Track down every line below that holds "RequestFailed" and copy it.
[Opening LISTED RECORDS section]
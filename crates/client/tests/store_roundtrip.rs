// Copyright 2025 Crrow
//
// Licensed under the Apache License, Version 2.0 (the "License");
// you may not use this file except in compliance with the License.
// You may obtain a copy of the License at
//
//      http://www.apache.org/licenses/LICENSE-2.0
//
// Unless required by applicable law or agreed to in writing, software
// distributed under the License is distributed on an "AS IS" BASIS,
// WITHOUT WARRANTIES OR CONDITIONS OF ANY KIND, either express or implied.
// See the License for the specific language governing permissions and
// limitations under the License.

//! End-to-end tests against an in-process stub store.
//!
//! The stub speaks just enough of the store protocol for the client to
//! exercise real HTTP: bearer auth, ETag-based version refs, conditional
//! writes, and paginated listings with `next` links.

use std::{
    collections::BTreeMap,
    sync::{
        Arc, Mutex,
        atomic::{AtomicU64, Ordering},
    },
};

use axum::{
    Json, Router,
    extract::{Path, Query, State},
    http::{HeaderMap, StatusCode, header},
    response::IntoResponse,
    routing::get,
};
use coffer_client::{ClientConfig, ClientError, CofferClient, OperationListener};
use serde::Deserialize;

const TOKEN: &str = "test-token";

#[derive(Clone, Default)]
struct StubStore {
    /// Items keyed by `{collection}/{key}`, ordered for stable listings
    items:    Arc<Mutex<BTreeMap<String, StoredItem>>>,
    next_ref: Arc<AtomicU64>,
}

#[derive(Clone)]
struct StoredItem {
    body: Vec<u8>,
    ref_: String,
}

#[derive(Debug, Deserialize)]
struct ListParams {
    limit:     Option<usize>,
    #[serde(rename = "afterKey")]
    after_key: Option<String>,
}

impl StubStore {
    fn issue_ref(&self) -> String {
        format!("r{}", self.next_ref.fetch_add(1, Ordering::SeqCst) + 1)
    }
}

fn authorized(headers: &HeaderMap) -> bool {
    headers
        .get(header::AUTHORIZATION)
        .and_then(|v| v.to_str().ok())
        .is_some_and(|v| v == format!("Bearer {TOKEN}"))
}

fn unauthorized() -> axum::response::Response {
    (
        StatusCode::UNAUTHORIZED,
        [("X-Request-Id", "req-auth-1")],
        "bad or missing token",
    )
        .into_response()
}

/// Extracts the ref from a quoted `If-Match` header value
fn precondition(headers: &HeaderMap, name: &str) -> Option<String> {
    headers
        .get(name)
        .and_then(|v| v.to_str().ok())
        .map(|v| v.trim_matches('"').to_string())
}

async fn get_item(
    Path((collection, key)): Path<(String, String)>,
    State(store): State<StubStore>,
    headers: HeaderMap,
) -> axum::response::Response {
    if !authorized(&headers) {
        return unauthorized();
    }
    let items = store.items.lock().unwrap();
    match items.get(&format!("{collection}/{key}")) {
        Some(item) => (
            StatusCode::OK,
            [(header::ETAG, format!("\"{}\"", item.ref_))],
            item.body.clone(),
        )
            .into_response(),
        None => (StatusCode::NOT_FOUND, "no such item").into_response(),
    }
}

async fn put_item(
    Path((collection, key)): Path<(String, String)>,
    State(store): State<StubStore>,
    headers: HeaderMap,
    body: axum::body::Bytes,
) -> axum::response::Response {
    if !authorized(&headers) {
        return unauthorized();
    }
    let mut items = store.items.lock().unwrap();
    let slot = format!("{collection}/{key}");
    let current = items.get(&slot).map(|item| item.ref_.clone());

    if let Some(required) = precondition(&headers, "If-Match") {
        if current.as_deref() != Some(required.as_str()) {
            return (StatusCode::PRECONDITION_FAILED, "ref mismatch").into_response();
        }
    }
    if precondition(&headers, "If-None-Match").is_some() && current.is_some() {
        return (StatusCode::PRECONDITION_FAILED, "item exists").into_response();
    }

    let ref_ = store.issue_ref();
    items.insert(slot, StoredItem {
        body: body.to_vec(),
        ref_: ref_.clone(),
    });
    (
        StatusCode::CREATED,
        [(header::ETAG, format!("\"{ref_}\""))],
        "",
    )
        .into_response()
}

async fn delete_item(
    Path((collection, key)): Path<(String, String)>,
    State(store): State<StubStore>,
    headers: HeaderMap,
) -> axum::response::Response {
    if !authorized(&headers) {
        return unauthorized();
    }
    let mut items = store.items.lock().unwrap();
    let slot = format!("{collection}/{key}");
    if let Some(required) = precondition(&headers, "If-Match") {
        if items.get(&slot).map(|item| item.ref_.as_str()) != Some(required.as_str()) {
            return (StatusCode::PRECONDITION_FAILED, "ref mismatch").into_response();
        }
    }
    items.remove(&slot);
    StatusCode::NO_CONTENT.into_response()
}

async fn list_items(
    Path(collection): Path<String>,
    Query(params): Query<ListParams>,
    State(store): State<StubStore>,
    headers: HeaderMap,
) -> axum::response::Response {
    if !authorized(&headers) {
        return unauthorized();
    }
    let items = store.items.lock().unwrap();
    let prefix = format!("{collection}/");
    let limit = params.limit.unwrap_or(100);

    let mut results = Vec::new();
    let mut last_key = None;
    for (slot, item) in items.iter() {
        let Some(key) = slot.strip_prefix(&prefix) else {
            continue;
        };
        if let Some(after) = &params.after_key {
            if key <= after.as_str() {
                continue;
            }
        }
        if results.len() == limit {
            // More items remain past this page.
            let next = format!(
                "/v0/{collection}?limit={limit}&afterKey={}",
                last_key.clone().unwrap_or_default()
            );
            return Json(serde_json::json!({
                "results": results,
                "count": results.len(),
                "next": next,
            }))
            .into_response();
        }
        let value: serde_json::Value = serde_json::from_slice(&item.body).unwrap();
        results.push(serde_json::json!({
            "path": {"collection": collection, "key": key, "ref": item.ref_},
            "value": value,
        }));
        last_key = Some(key.to_string());
    }
    Json(serde_json::json!({
        "results": results,
        "count": results.len(),
        "total_count": results.len(),
    }))
    .into_response()
}

async fn start_stub() -> String {
    let store = StubStore::default();
    let router = Router::new()
        .route("/v0/{collection}", get(list_items))
        .route(
            "/v0/{collection}/{key}",
            get(get_item).put(put_item).delete(delete_item),
        )
        .with_state(store);

    let listener = tokio::net::TcpListener::bind("127.0.0.1:0").await.unwrap();
    let addr = listener.local_addr().unwrap();
    tokio::spawn(async move {
        axum::serve(listener, router).await.unwrap();
    });
    format!("http://{addr}")
}

fn client_for(endpoint: &str, token: &str) -> CofferClient {
    CofferClient::new(
        ClientConfig::builder()
            .endpoint(endpoint)
            .auth_token(token)
            .build(),
    )
    .unwrap()
}

#[tokio::test]
async fn test_put_then_get_roundtrip() {
    let endpoint = start_stub().await;
    let client = client_for(&endpoint, TOKEN);

    let receipt = client
        .kv("users")
        .put("k1", &serde_json::json!({}))
        .unwrap()
        .prepare()
        .unwrap()
        .execute()
        .await
        .unwrap()
        .unwrap();
    assert_eq!(receipt.path.collection, "users");
    assert_eq!(receipt.path.key, "k1");

    let item = client
        .kv("users")
        .get_raw("k1")
        .execute()
        .await
        .unwrap()
        .unwrap();
    assert_eq!(item.value, "{}");
    // The fetch observes the exact ref the write receipt reported.
    assert_eq!(item.path.ref_, receipt.path.ref_);
}

#[tokio::test]
async fn test_missing_key_resolves_to_none() {
    let endpoint = start_stub().await;
    let client = client_for(&endpoint, TOKEN);

    let item = client
        .kv("users")
        .get::<serde_json::Value>("ghost")
        .execute()
        .await
        .unwrap();
    assert!(item.is_none());
}

#[tokio::test]
async fn test_bad_token_is_unauthorized() {
    let endpoint = start_stub().await;
    let client = client_for(&endpoint, "wrong-token");

    let err = client
        .kv("users")
        .get::<serde_json::Value>("k1")
        .execute()
        .await
        .unwrap_err();
    assert!(err.is_unauthorized());
    match err {
        ClientError::Unauthorized { request_id, .. } => {
            assert_eq!(request_id.as_deref(), Some("req-auth-1"));
        }
        other => panic!("unexpected error: {other:?}"),
    }
}

#[tokio::test]
async fn test_conditional_writes_map_precondition_failures() {
    let endpoint = start_stub().await;
    let client = client_for(&endpoint, TOKEN);

    let receipt = client
        .kv("users")
        .put("alice", &serde_json::json!({"v": 1}))
        .unwrap()
        .prepare()
        .unwrap()
        .execute()
        .await
        .unwrap()
        .unwrap();

    // Stale ref: nothing written, no error.
    let stale = client
        .kv("users")
        .put("alice", &serde_json::json!({"v": 2}))
        .unwrap()
        .if_match("stale-ref")
        .prepare()
        .unwrap()
        .execute()
        .await
        .unwrap();
    assert!(stale.is_none());

    // Matching ref: the write lands and issues a new ref.
    let updated = client
        .kv("users")
        .put("alice", &serde_json::json!({"v": 2}))
        .unwrap()
        .if_match(receipt.path.ref_.clone())
        .prepare()
        .unwrap()
        .execute()
        .await
        .unwrap()
        .unwrap();
    assert_ne!(updated.path.ref_, receipt.path.ref_);

    // if_absent on an existing key: precondition not met.
    let absent = client
        .kv("users")
        .put("alice", &serde_json::json!({"v": 3}))
        .unwrap()
        .if_absent()
        .prepare()
        .unwrap()
        .execute()
        .await
        .unwrap();
    assert!(absent.is_none());
}

#[tokio::test]
async fn test_delete_then_fetch_is_none() {
    let endpoint = start_stub().await;
    let client = client_for(&endpoint, TOKEN);

    client
        .kv("users")
        .put("bob", &serde_json::json!({}))
        .unwrap()
        .prepare()
        .unwrap()
        .execute()
        .await
        .unwrap();

    let acked = client.kv("users").delete("bob").prepare().execute().await.unwrap();
    assert!(acked);

    let item = client
        .kv("users")
        .get::<serde_json::Value>("bob")
        .execute()
        .await
        .unwrap();
    assert!(item.is_none());
}

#[tokio::test]
async fn test_listing_pages_through_continuations() {
    let endpoint = start_stub().await;
    let client = client_for(&endpoint, TOKEN);

    for i in 0..5 {
        client
            .kv("users")
            .put(&format!("k{i}"), &serde_json::json!({"i": i}))
            .unwrap()
            .prepare()
            .unwrap()
            .execute()
            .await
            .unwrap();
    }

    let mut page = client
        .kv("users")
        .list::<serde_json::Value>(Some(2), None)
        .execute()
        .await
        .unwrap();
    let mut keys = Vec::new();
    loop {
        assert!(page.results.len() <= 2);
        keys.extend(page.results.iter().map(|item| item.path.key.clone()));
        match page.next_page() {
            Some(next) => page = next.execute().await.unwrap(),
            None => break,
        }
    }
    assert_eq!(keys, vec!["k0", "k1", "k2", "k3", "k4"]);
}

#[tokio::test]
async fn test_listener_observes_fetch_outcome() {
    struct Recorder {
        seen: Mutex<Option<String>>,
    }
    impl OperationListener<Option<coffer_api::KvItem<String>>> for Recorder {
        fn on_success(&self, item: &Option<coffer_api::KvItem<String>>) {
            *self.seen.lock().unwrap() = item.as_ref().map(|i| i.value.clone());
        }

        fn on_failure(&self, _error: &ClientError) {}
    }

    let endpoint = start_stub().await;
    let client = client_for(&endpoint, TOKEN);

    client
        .kv("users")
        .put("carol", &serde_json::json!({"x": 1}))
        .unwrap()
        .prepare()
        .unwrap()
        .execute()
        .await
        .unwrap();

    let recorder = Arc::new(Recorder {
        seen: Mutex::new(None),
    });
    let request = client.kv("users").get_raw("carol");
    request.execute_with(recorder.clone());
    request.future().outcome().await.unwrap();

    assert_eq!(
        recorder.seen.lock().unwrap().as_deref(),
        Some(r#"{"x":1}"#)
    );
}
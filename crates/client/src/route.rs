// Copyright 2025 Crrow
//
// Licensed under the Apache License, Version 2.0 (the "License");
// you may not use this file except in compliance with the License.
// You may obtain a copy of the License at
//
//      http://www.apache.org/licenses/LICENSE-2.0
//
// Unless required by applicable law or agreed to in writing, software
// distributed under the License is distributed on an "AS IS" BASIS,
// WITHOUT WARRANTIES OR CONDITIONS OF ANY KIND, either express or implied.
// See the License for the specific language governing permissions and
// limitations under the License.

//! Response demultiplexer: routes a completed raw response back to the
//! future attached to its connection.
//!
//! Classification is per-operation: statuses in the converter's success set
//! go through the converter; 401 becomes the distinguished
//! [`ClientError::Unauthorized`]; everything else becomes a
//! [`ClientError::RequestFailed`] carrying the body text and the request id
//! from the `X-Request-Id` header. Converter failures, including panics,
//! are captured and settle the future; nothing escapes on the I/O task.

use std::panic::{AssertUnwindSafe, catch_unwind};
use std::sync::Arc;

use coffer_api::RawResponse;
use tracing::{debug, error};

use crate::{
    convert::ResultConverter,
    pool::ConnectionContext,
    types::{ClientError, ClientResult},
};

/// Response header carrying the server-side correlation id
const REQUEST_ID_HEADER: &str = "X-Request-Id";

/// Routes one completed response into the future pending on the connection
///
/// A connection with no attached future at response time is a protocol
/// invariant violation (the dispatcher always attaches before writing); the
/// response is dropped with an error log, since there is no future to fail.
pub(crate) fn deliver<T: Clone>(
    ctx: &mut ConnectionContext<T>,
    converter: &Arc<dyn ResultConverter<T>>,
    response: RawResponse,
) {
    let Some(future) = ctx.take_pending() else {
        error!(
            connection = ctx.id(),
            status = response.status,
            "response arrived with no pending operation attached"
        );
        debug_assert!(false, "response delivered to a connection with no pending future");
        return;
    };

    let settled = match classify(converter.as_ref(), &response) {
        Ok(value) => future.complete(value),
        Err(error) => future.complete_err(error),
    };
    if let Err(state_error) = settled {
        // Lost the race against a concurrent cancel; the outcome stands.
        debug!(connection = ctx.id(), %state_error, "pending future already settled");
    }
}

/// Classifies a raw response and converts it on the success path
pub(crate) fn classify<T>(
    converter: &dyn ResultConverter<T>,
    response: &RawResponse,
) -> ClientResult<T> {
    if converter.success_codes().contains(&response.status) {
        return match catch_unwind(AssertUnwindSafe(|| converter.convert(response))) {
            Ok(converted) => converted,
            Err(_) => Err(ClientError::Conversion {
                message: "result converter panicked".to_string(),
            }),
        };
    }

    let request_id = response.header(REQUEST_ID_HEADER).map(str::to_string);
    let message = response.body_text();
    if response.status == 401 {
        Err(ClientError::Unauthorized {
            message,
            request_id,
        })
    } else {
        Err(ClientError::RequestFailed {
            status: response.status,
            message,
            request_id,
        })
    }
}

#[cfg(test)]
mod tests {
    use coffer_api::KvItem;

    use super::*;
    use crate::convert::KvFetchConverter;

    fn response(status: u16, headers: &[(&str, &str)], body: &str) -> RawResponse {
        RawResponse::new(
            status,
            headers
                .iter()
                .map(|(n, v)| (n.to_string(), v.to_string()))
                .collect(),
            body.as_bytes().to_vec(),
        )
    }

    #[test]
    fn test_classify_routes_whitelisted_status_to_converter() {
        // 404 with a KV fetch converter is an absent value, not an error.
        let converter = KvFetchConverter::<serde_json::Value>::json("users", "ghost");
        let result = classify(converter.as_ref(), &response(404, &[], "")).unwrap();
        assert!(result.is_none());
    }

    #[test]
    fn test_classify_401_is_unauthorized_subtype() {
        let converter = KvFetchConverter::<serde_json::Value>::json("users", "alice");
        let err = classify(
            converter.as_ref(),
            &response(401, &[("X-Request-Id", "req-7")], "bad credentials"),
        )
        .unwrap_err();
        match err {
            ClientError::Unauthorized {
                message,
                request_id,
            } => {
                assert_eq!(message, "bad credentials");
                assert_eq!(request_id.as_deref(), Some("req-7"));
            }
            other => panic!("expected Unauthorized, got {other:?}"),
        }
        assert!(
            classify(converter.as_ref(), &response(401, &[], ""))
                .unwrap_err()
                .is_unauthorized()
        );
    }

    #[test]
    fn test_classify_500_carries_body_and_request_id() {
        let converter = KvFetchConverter::<serde_json::Value>::json("users", "alice");
        let err = classify(
            converter.as_ref(),
            &response(500, &[("x-request-id", "req-9")], "internal error"),
        )
        .unwrap_err();
        match err {
            ClientError::RequestFailed {
                status,
                message,
                request_id,
            } => {
                assert_eq!(status, 500);
                assert_eq!(message, "internal error");
                assert_eq!(request_id.as_deref(), Some("req-9"));
            }
            other => panic!("expected RequestFailed, got {other:?}"),
        }
    }

    #[test]
    fn test_converter_panic_becomes_conversion_error() {
        struct Panicking;
        impl ResultConverter<KvItem<String>> for Panicking {
            fn success_codes(&self) -> &[u16] { &[200] }

            fn convert(&self, _response: &RawResponse) -> ClientResult<KvItem<String>> {
                panic!("converter bug")
            }
        }

        let err = classify(&Panicking, &response(200, &[], "")).unwrap_err();
        assert!(matches!(err, ClientError::Conversion { .. }));
    }
}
[Closing LISTED RECORDS section]
SOLUTION TO THIS EXERCISE:
//! [`ClientError::RequestFailed`] carrying the body text and the request id
        Err(ClientError::RequestFailed {
            ClientError::RequestFailed {
            other => panic!("expected RequestFailed, got {other:?}"),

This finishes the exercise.